Los colombianos pretendemos que nuestra selección sea invencible, que nuestros jugadores sean algo así como seres de otra galaxia, infalibles, que todo lo ganen; al punto de que una derrota puede ser catalogada como ‘catástrofe nacional’. Esa postura, que incluso ha llevado a algunos hinchas a cometer barbaridades, está reforzada por los epítetos que utilizan algunos narradores para describir las acertadas o equivocadas intervenciones de nuestros jugadores. “El invencible David”, “James, como tú no hay otro”, “el impasible Murillo”, “Le quedó grande a Fabra” y muchas más que nos confunden y nos hacen olvidar lo que el fútbol en esencia es, un juego y nada más.

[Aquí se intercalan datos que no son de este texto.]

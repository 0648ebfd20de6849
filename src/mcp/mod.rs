//! Model Context Protocol (MCP) implementation.
//!
//! # Architecture
//!
//! - `protocol` - Core MCP types and message definitions
//! - `server` - Shared server capabilities and per-connection sessions
//! - `transport` - Transport layer (HTTP/SSE)
//! - `handler` - Tool registry
//! - `prompts` - Prompt templates

pub mod handler;
pub mod prompts;
pub mod protocol;
pub mod server;
pub mod transport;

pub use handler::{McpHandler, ToolHandler};
pub use prompts::{configure_prompts, PromptRegistry};
pub use protocol::*;
pub use server::{McpServer, McpSession};
pub use transport::{Message, SseEventStream, SseTransport, Transport};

Fue precisamente para el Mundial de Estados Unidos (1994), luego de aquella inolvidable noche en Buenos Aires, cuando Colombia noqueó a Argentina, allí mismo nos hicimos la percepción de ser invencibles en sus vivencias. Hernán ‘Bolillo’ Gómez relata que cuando terminó el encuentro en el Monumental de Núñez miró a Maturana y le dijo: “Pacho, nos jodimos. Ahora, tenemos que ser campeones del mundo”. Pues, ni uno ni lo otro, con ese equipo no pasamos la primera ronda, nos sacó Rumania y al regreso de la selección a Colombia, todo el mundo sabe lo que pasó, un desadaptado asesinó a Andrés Escobar en Medellín, a quien le recriminó el autogol que el defensa colombiano marcó y que, según se dice, dejó pérdidas millonarias a muchos apostadores.

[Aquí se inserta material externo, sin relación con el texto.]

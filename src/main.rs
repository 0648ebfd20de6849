//! Azure DevOps MCP Relay
//!
//! Serves MCP over HTTP/SSE for a single Azure DevOps organization.

use clap::Parser;
use std::process::ExitCode;
use std::sync::Arc;
use tracing::{error, info};
use tracing_subscriber::EnvFilter;

use ado_mcp_relay::auth::DeveloperCredential;
use ado_mcp_relay::config::{Args, Config};
use ado_mcp_relay::devops::DevOpsClientFactory;
use ado_mcp_relay::error::Result;
use ado_mcp_relay::mcp::handler::McpHandler;
use ado_mcp_relay::mcp::prompts::{configure_prompts, PromptRegistry};
use ado_mcp_relay::mcp::server::McpServer;
use ado_mcp_relay::{http, tools, SERVER_NAME, VERSION};

fn main() -> ExitCode {
    dotenvy::dotenv().ok();
    let args = Args::parse();

    let config = match Config::try_from(args) {
        Ok(config) => config,
        Err(e) => {
            eprintln!("Error: {}", e);
            return ExitCode::FAILURE;
        }
    };

    init_logging(config.debug);

    // Pins AZURE_TOKEN_CREDENTIALS while the process is still single threaded.
    let credential = Arc::new(DeveloperCredential::new());

    match run(config, credential) {
        Ok(()) => ExitCode::SUCCESS,
        Err(e) => {
            error!("Fatal error in main(): {}", e);
            ExitCode::FAILURE
        }
    }
}

fn init_logging(debug: bool) {
    let default_level = if debug { "debug" } else { "info" };
    let filter =
        EnvFilter::try_from_default_env().unwrap_or_else(|_| EnvFilter::new(default_level));

    let result = tracing_subscriber::fmt()
        .with_env_filter(filter)
        .with_writer(std::io::stderr)
        .try_init();

    if let Err(e) = result {
        eprintln!("Failed to set tracing subscriber: {}", e);
    }
}

#[tokio::main]
async fn run(config: Config, credential: Arc<DeveloperCredential>) -> Result<()> {
    info!("Starting {} v{}", SERVER_NAME, VERSION);

    let factory = Arc::new(DevOpsClientFactory::new(config.org_url(), credential));

    let mut handler = McpHandler::new();
    tools::register_all_tools(&mut handler, factory);

    let mut prompts = PromptRegistry::new();
    configure_prompts(&mut prompts);

    let server = McpServer::new(handler, prompts, SERVER_NAME);
    info!(
        "Registered {} MCP tools and {} prompts",
        server.tool_count(),
        server.prompt_count()
    );

    http::start_server(&config, Arc::new(server)).await
}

El común sabe de fútbol. Somos técnicos, preparadores físicos, masajistas, de todo sabemos. Hacemos alineaciones y si el técnico mueve una ficha aplaudimos o criticamos según nuestro parecer. “Pekerman se equivocó”, “Cuadrado no la suelta”. Todo lo observamos, lo aceptamos o lo modificamos y nuevamente allí está el periodismo con sus verdades reveladas. “Colombia jugó mal”, “Oscura noche”, “No tenemos punteros”, “Tenemos que ganar, porque se juega contra la B de Perú”, “Dios es Colombiano”, y en cada aseveración, aunque no se denote, aceptamos que los nuestros son mortales, así los vistamos de súper héroes y ante nuestros ojos sean invencibles.

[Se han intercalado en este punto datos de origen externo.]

//! Token acquisition for Azure DevOps.
//!
//! Tokens are resolved through a chain of developer-tool credentials:
//! 1. Azure CLI (`az account get-access-token`)
//! 2. Azure Developer CLI (`azd auth token`)
//!
//! Nothing is cached. Every call re-authenticates.

pub mod cli;

use async_trait::async_trait;
use chrono::{DateTime, Utc};
use std::fmt;
use std::sync::Arc;
use tracing::debug;

use crate::error::{Error, Result};

pub use cli::{AzureCliCredential, AzureDeveloperCliCredential};

/// Entra ID scope of the Azure DevOps resource.
pub const AZURE_DEVOPS_SCOPE: &str = "499b84ac-1321-427f-aa17-267ca6975798/.default";

/// Environment variable selecting the credential family.
pub const TOKEN_CREDENTIALS_ENV: &str = "AZURE_TOKEN_CREDENTIALS";

/// A bearer token and its expiry.
#[derive(Clone, PartialEq, Eq)]
pub struct AccessToken {
    pub token: String,
    pub expires_on: DateTime<Utc>,
}

impl AccessToken {
    pub fn new(token: impl Into<String>, expires_on: DateTime<Utc>) -> Self {
        Self {
            token: token.into(),
            expires_on,
        }
    }
}

impl fmt::Debug for AccessToken {
    fn fmt(&self, f: &mut fmt::Formatter<'_>) -> fmt::Result {
        f.debug_struct("AccessToken")
            .field("token", &"<redacted>")
            .field("expires_on", &self.expires_on)
            .finish()
    }
}

/// Source of bearer tokens.
#[async_trait]
pub trait TokenProvider: Send + Sync {
    /// Human-readable name used in diagnostics.
    fn name(&self) -> &str;

    /// Request a token for the given scope.
    async fn get_token(&self, scope: &str) -> Result<AccessToken>;
}

/// Tries each provider in order and returns the first token obtained.
pub struct ChainedTokenCredential {
    providers: Vec<Arc<dyn TokenProvider>>,
}

impl ChainedTokenCredential {
    pub fn new(providers: Vec<Arc<dyn TokenProvider>>) -> Self {
        Self { providers }
    }
}

#[async_trait]
impl TokenProvider for ChainedTokenCredential {
    fn name(&self) -> &str {
        "ChainedTokenCredential"
    }

    async fn get_token(&self, scope: &str) -> Result<AccessToken> {
        let mut failures = Vec::with_capacity(self.providers.len());

        for provider in &self.providers {
            match provider.get_token(scope).await {
                Ok(token) => {
                    debug!("Acquired token from {}", provider.name());
                    return Ok(token);
                }
                Err(e) => {
                    debug!("{} failed: {}", provider.name(), e);
                    failures.push(format!("{}: {}", provider.name(), e));
                }
            }
        }

        if failures.is_empty() {
            return Err(Error::CredentialUnavailable(
                "no credentials configured".to_string(),
            ));
        }

        Err(Error::CredentialUnavailable(format!(
            "all credentials in the chain failed:\n{}",
            failures.join("\n")
        )))
    }
}

/// The developer credential chain: Azure CLI, then Azure Developer CLI.
pub struct DeveloperCredential {
    chain: ChainedTokenCredential,
}

impl DeveloperCredential {
    /// Build the chain, pinning `AZURE_TOKEN_CREDENTIALS` to `dev` first.
    ///
    /// Mutates the process environment, so call it before any runtime
    /// threads are started.
    pub fn new() -> Self {
        std::env::set_var(TOKEN_CREDENTIALS_ENV, "dev");

        Self {
            chain: ChainedTokenCredential::new(vec![
                Arc::new(AzureCliCredential::new()),
                Arc::new(AzureDeveloperCliCredential::new()),
            ]),
        }
    }
}

impl Default for DeveloperCredential {
    fn default() -> Self {
        Self::new()
    }
}

#[async_trait]
impl TokenProvider for DeveloperCredential {
    fn name(&self) -> &str {
        "DeveloperCredential"
    }

    async fn get_token(&self, scope: &str) -> Result<AccessToken> {
        self.chain.get_token(scope).await
    }
}

/// Fetch a token scoped to Azure DevOps.
pub async fn devops_token(provider: &dyn TokenProvider) -> Result<AccessToken> {
    provider.get_token(AZURE_DEVOPS_SCOPE).await
}

#[cfg(test)]
mod tests {
    use super::*;
    use chrono::Duration;
    use std::sync::atomic::{AtomicUsize, Ordering};

    struct FixedProvider {
        name: String,
        token: Option<String>,
        calls: AtomicUsize,
    }

    impl FixedProvider {
        fn ok(name: &str, token: &str) -> Arc<Self> {
            Arc::new(Self {
                name: name.to_string(),
                token: Some(token.to_string()),
                calls: AtomicUsize::new(0),
            })
        }

        fn failing(name: &str) -> Arc<Self> {
            Arc::new(Self {
                name: name.to_string(),
                token: None,
                calls: AtomicUsize::new(0),
            })
        }
    }

    #[async_trait]
    impl TokenProvider for FixedProvider {
        fn name(&self) -> &str {
            &self.name
        }

        async fn get_token(&self, scope: &str) -> Result<AccessToken> {
            self.calls.fetch_add(1, Ordering::SeqCst);
            assert_eq!(scope, AZURE_DEVOPS_SCOPE);
            match &self.token {
                Some(token) => Ok(AccessToken::new(token, Utc::now() + Duration::hours(1))),
                None => Err(Error::Auth(format!("{} is not signed in", self.name))),
            }
        }
    }

    #[tokio::test]
    async fn test_chain_returns_first_success() {
        let first = FixedProvider::ok("first", "token-1");
        let second = FixedProvider::ok("second", "token-2");
        let chain = ChainedTokenCredential::new(vec![first.clone(), second.clone()]);

        let token = devops_token(&chain).await.unwrap();

        assert_eq!(token.token, "token-1");
        assert_eq!(second.calls.load(Ordering::SeqCst), 0);
    }

    #[tokio::test]
    async fn test_chain_falls_through_failures() {
        let failing = FixedProvider::failing("cli");
        let working = FixedProvider::ok("azd", "token-azd");
        let chain = ChainedTokenCredential::new(vec![failing.clone(), working]);

        let token = devops_token(&chain).await.unwrap();

        assert_eq!(token.token, "token-azd");
        assert_eq!(failing.calls.load(Ordering::SeqCst), 1);
    }

    #[tokio::test]
    async fn test_chain_all_fail_aggregates_errors() {
        let chain = ChainedTokenCredential::new(vec![
            FixedProvider::failing("cli"),
            FixedProvider::failing("azd"),
        ]);

        let err = devops_token(&chain).await.unwrap_err();

        assert!(matches!(err, Error::CredentialUnavailable(_)));
        let message = err.to_string();
        assert!(message.contains("cli is not signed in"));
        assert!(message.contains("azd is not signed in"));
    }

    #[tokio::test]
    async fn test_empty_chain() {
        let chain = ChainedTokenCredential::new(Vec::new());
        let err = devops_token(&chain).await.unwrap_err();
        assert!(err.to_string().contains("no credentials configured"));
    }

    #[tokio::test]
    async fn test_every_call_reauthenticates() {
        let provider = FixedProvider::ok("cli", "token");
        let chain = ChainedTokenCredential::new(vec![provider.clone()]);

        devops_token(&chain).await.unwrap();
        devops_token(&chain).await.unwrap();

        assert_eq!(provider.calls.load(Ordering::SeqCst), 2);
    }

    #[test]
    fn test_developer_credential_pins_env() {
        let _credential = DeveloperCredential::new();
        assert_eq!(std::env::var(TOKEN_CREDENTIALS_ENV).unwrap(), "dev");
    }

    #[test]
    fn test_access_token_debug_redacts() {
        let token = AccessToken::new("secret-value", Utc::now());
        let debug = format!("{:?}", token);
        assert!(!debug.contains("secret-value"));
        assert!(debug.contains("<redacted>"));
    }
}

Ignoramos la lógica del juego y los factores que determinan un ganador y un perdedor: la oportunidad, la habilidad, la preparación y hasta la suerte. Olvidamos que los otros equipos también se preparan para ganar como lo hacen los nuestros y que el juego, de igual manera, les brinda las mismas posibilidades. ¡Claro! Contando con que ellos también tienen debilidades y potencialidades.
A la final, victoriosos o no, el juego vuelve a iniciar porque es cíclico, se renueva y renueva ganadores y perdedores. Entonces, no hay razón para que en esta ruleta, que en cierta medida es el fútbol o cualquier otra competencia, hagamos una trágica forma de verlo, vivirlo y sentirlo. Al contrario, disfrutar las victorias y recibir las derrotas como una enseñanza que nos puede llevar al triunfo, como lo dijo Maturana en alguna oportunidad: “perder es otra forma de ganar”.